Data extracted from a collection
_ _ _ _ _ _ _

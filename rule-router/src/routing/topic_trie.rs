/********************************************************************************
 * Copyright (c) 2025 Contributors to the Eclipse Foundation
 *
 * See the NOTICE file(s) distributed with this work for additional
 * information regarding copyright ownership.
 *
 * This program and the accompanying materials are made available under the
 * terms of the Apache License Version 2.0 which is available at
 * https://www.apache.org/licenses/LICENSE-2.0
 *
 * SPDX-License-Identifier: Apache-2.0
 ********************************************************************************/

//! Segment trie for wildcard topic patterns.
//!
//! `+` and `#` are reserved child keys rather than node variants, which keeps
//! matching a plain key-lookup loop. Node rules are emitted only at full
//! depth, except `#` nodes, which emit at any depth at or past their own.

use crate::errors::RouterError;
use crate::routing::topic_filter::{
    split_segments, MULTI_LEVEL_WILDCARD, SINGLE_LEVEL_WILDCARD,
};
use crate::rule::Rule;
use std::collections::HashMap;
use std::sync::Arc;

#[derive(Debug, Default)]
pub(crate) struct TopicNode {
    rules: Vec<Arc<Rule>>,
    children: HashMap<String, TopicNode>,
}

impl TopicNode {
    fn is_prunable(&self) -> bool {
        self.rules.is_empty() && self.children.is_empty()
    }
}

/// Trie over wildcard patterns. Synchronization is the index's concern.
#[derive(Debug, Default)]
pub(crate) struct TopicTrie {
    root: TopicNode,
}

impl TopicTrie {
    pub(crate) fn new() -> Self {
        Self::default()
    }

    /// Inserts a wildcard rule, creating nodes as needed. The pattern is
    /// assumed pre-validated by [`validate_pattern`]; placement is still
    /// enforced here so a direct insert cannot corrupt the trie.
    ///
    /// [`validate_pattern`]: crate::routing::validate_pattern
    pub(crate) fn insert(&mut self, rule: Arc<Rule>) -> Result<(), RouterError> {
        let segments = split_segments(&rule.topic);
        let last = segments.len() - 1;

        let mut current = &mut self.root;
        for (i, segment) in segments.iter().enumerate() {
            if *segment == MULTI_LEVEL_WILDCARD && i != last {
                return Err(RouterError::InvalidPattern {
                    pattern: rule.topic.clone(),
                    reason: "`#` must be the last segment".to_string(),
                });
            }
            if segment.contains('+') && *segment != SINGLE_LEVEL_WILDCARD {
                return Err(RouterError::InvalidPattern {
                    pattern: rule.topic.clone(),
                    reason: "`+` must occupy an entire segment".to_string(),
                });
            }

            current = current.children.entry(segment.to_string()).or_default();
        }

        current.rules.push(rule);
        Ok(())
    }

    /// Removes a rule by handle identity and prunes emptied branches.
    pub(crate) fn remove(&mut self, rule: &Arc<Rule>) -> Result<(), RouterError> {
        let segments = split_segments(&rule.topic);
        Self::remove_at(&mut self.root, &segments, rule)
    }

    fn remove_at(
        node: &mut TopicNode,
        segments: &[&str],
        rule: &Arc<Rule>,
    ) -> Result<(), RouterError> {
        let not_found = || RouterError::RuleNotFound {
            pattern: rule.topic.clone(),
        };

        let Some((segment, rest)) = segments.split_first() else {
            let before = node.rules.len();
            node.rules.retain(|candidate| !Arc::ptr_eq(candidate, rule));
            return if node.rules.len() < before {
                Ok(())
            } else {
                Err(not_found())
            };
        };

        let child = node.children.get_mut(*segment).ok_or_else(not_found)?;
        Self::remove_at(child, rest, rule)?;

        if child.is_prunable() {
            node.children.remove(*segment);
        }
        Ok(())
    }

    /// Collects every rule whose pattern matches the topic segments, in
    /// traversal order: exact child, then `+`, then `#` at each node.
    pub(crate) fn collect_matches(&self, segments: &[&str], matches: &mut Vec<Arc<Rule>>) {
        Self::collect_at(&self.root, segments, matches);
    }

    fn collect_at(node: &TopicNode, segments: &[&str], matches: &mut Vec<Arc<Rule>>) {
        let Some((segment, rest)) = segments.split_first() else {
            matches.extend(node.rules.iter().cloned());
            return;
        };

        if let Some(child) = node.children.get(*segment) {
            Self::collect_at(child, rest, matches);
        }
        if let Some(child) = node.children.get(SINGLE_LEVEL_WILDCARD) {
            Self::collect_at(child, rest, matches);
        }
        if let Some(child) = node.children.get(MULTI_LEVEL_WILDCARD) {
            // `#` consumes all remaining segments; at least one remains here.
            matches.extend(child.rules.iter().cloned());
        }
    }

    pub(crate) fn clear(&mut self) {
        self.root = TopicNode::default();
    }

    #[cfg(test)]
    fn is_empty(&self) -> bool {
        self.root.is_prunable()
    }
}

#[cfg(test)]
mod tests {
    use super::*;
    use crate::rule::{Action, Rule};
    use chrono::Utc;

    fn rule(pattern: &str) -> Arc<Rule> {
        Arc::new(Rule {
            topic: pattern.to_string(),
            source_broker: None,
            description: None,
            enabled: true,
            conditions: None,
            action: Action {
                topic: "out".to_string(),
                target_broker: None,
                payload: String::new(),
                qos: 0,
                retain: false,
                headers: None,
            },
            priority: 0,
            created_at: Utc::now(),
            updated_at: Utc::now(),
        })
    }

    fn find(trie: &TopicTrie, topic: &str) -> Vec<String> {
        let mut matches = Vec::new();
        trie.collect_matches(&split_segments(topic), &mut matches);
        matches.iter().map(|r| r.topic.clone()).collect()
    }

    #[test]
    fn single_level_wildcard_matches_exactly_one_segment() {
        let mut trie = TopicTrie::new();
        trie.insert(rule("sensors/+/temperature")).unwrap();

        assert_eq!(find(&trie, "sensors/room1/temperature"), ["sensors/+/temperature"]);
        assert!(find(&trie, "sensors/room1/humidity").is_empty());
        assert!(find(&trie, "sensors/room1/floor2/temperature").is_empty());
        assert!(find(&trie, "sensors/temperature").is_empty());
    }

    #[test]
    fn multi_level_wildcard_matches_any_deeper_topic() {
        let mut trie = TopicTrie::new();
        trie.insert(rule("sensors/#")).unwrap();

        assert_eq!(find(&trie, "sensors/a"), ["sensors/#"]);
        assert_eq!(find(&trie, "sensors/a/b/c"), ["sensors/#"]);
        assert!(find(&trie, "sensors").is_empty());
        assert!(find(&trie, "other/a").is_empty());
    }

    #[test]
    fn hash_alone_matches_everything_including_the_empty_topic() {
        let mut trie = TopicTrie::new();
        trie.insert(rule("#")).unwrap();

        assert_eq!(find(&trie, "a"), ["#"]);
        assert_eq!(find(&trie, "a/b/c"), ["#"]);
        assert_eq!(find(&trie, ""), ["#"]);
    }

    #[test]
    fn more_specific_patterns_precede_less_specific_ones() {
        let mut trie = TopicTrie::new();
        trie.insert(rule("sensors/room1/+")).unwrap();
        trie.insert(rule("sensors/+/temperature")).unwrap();
        trie.insert(rule("sensors/#")).unwrap();

        assert_eq!(
            find(&trie, "sensors/room1/temperature"),
            ["sensors/room1/+", "sensors/+/temperature", "sensors/#"]
        );
    }

    #[test]
    fn insertion_order_is_preserved_within_one_pattern() {
        let mut trie = TopicTrie::new();
        let first = rule("sensors/+");
        let second = rule("sensors/+");
        trie.insert(first.clone()).unwrap();
        trie.insert(second.clone()).unwrap();

        let mut matches = Vec::new();
        trie.collect_matches(&split_segments("sensors/a"), &mut matches);
        assert!(Arc::ptr_eq(&matches[0], &first));
        assert!(Arc::ptr_eq(&matches[1], &second));
    }

    #[test]
    fn insert_rejects_ill_placed_wildcards() {
        let mut trie = TopicTrie::new();
        assert!(trie.insert(rule("sensors/#/more")).is_err());
        assert!(trie.insert(rule("sensors/temp+")).is_err());
    }

    #[test]
    fn remove_prunes_empty_branches() {
        let mut trie = TopicTrie::new();
        let kept = rule("sensors/+/temperature");
        let removed = rule("sensors/+/deep/humidity");
        trie.insert(kept.clone()).unwrap();
        trie.insert(removed.clone()).unwrap();

        trie.remove(&removed).unwrap();

        assert_eq!(find(&trie, "sensors/x/temperature"), ["sensors/+/temperature"]);
        assert!(find(&trie, "sensors/x/deep/humidity").is_empty());

        trie.remove(&kept).unwrap();
        assert!(trie.is_empty());
    }

    #[test]
    fn remove_of_unknown_rule_reports_not_found() {
        let mut trie = TopicTrie::new();
        trie.insert(rule("sensors/+")).unwrap();

        let stranger = rule("sensors/+");
        assert!(matches!(
            trie.remove(&stranger),
            Err(RouterError::RuleNotFound { .. })
        ));
        let missing_path = rule("other/+");
        assert!(trie.remove(&missing_path).is_err());
    }
}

_ _ _ _ _ _ _

» Work task: Please work out how many lines of the data include the string "humidity" and reply with the number alone.

» Solved exercise: 3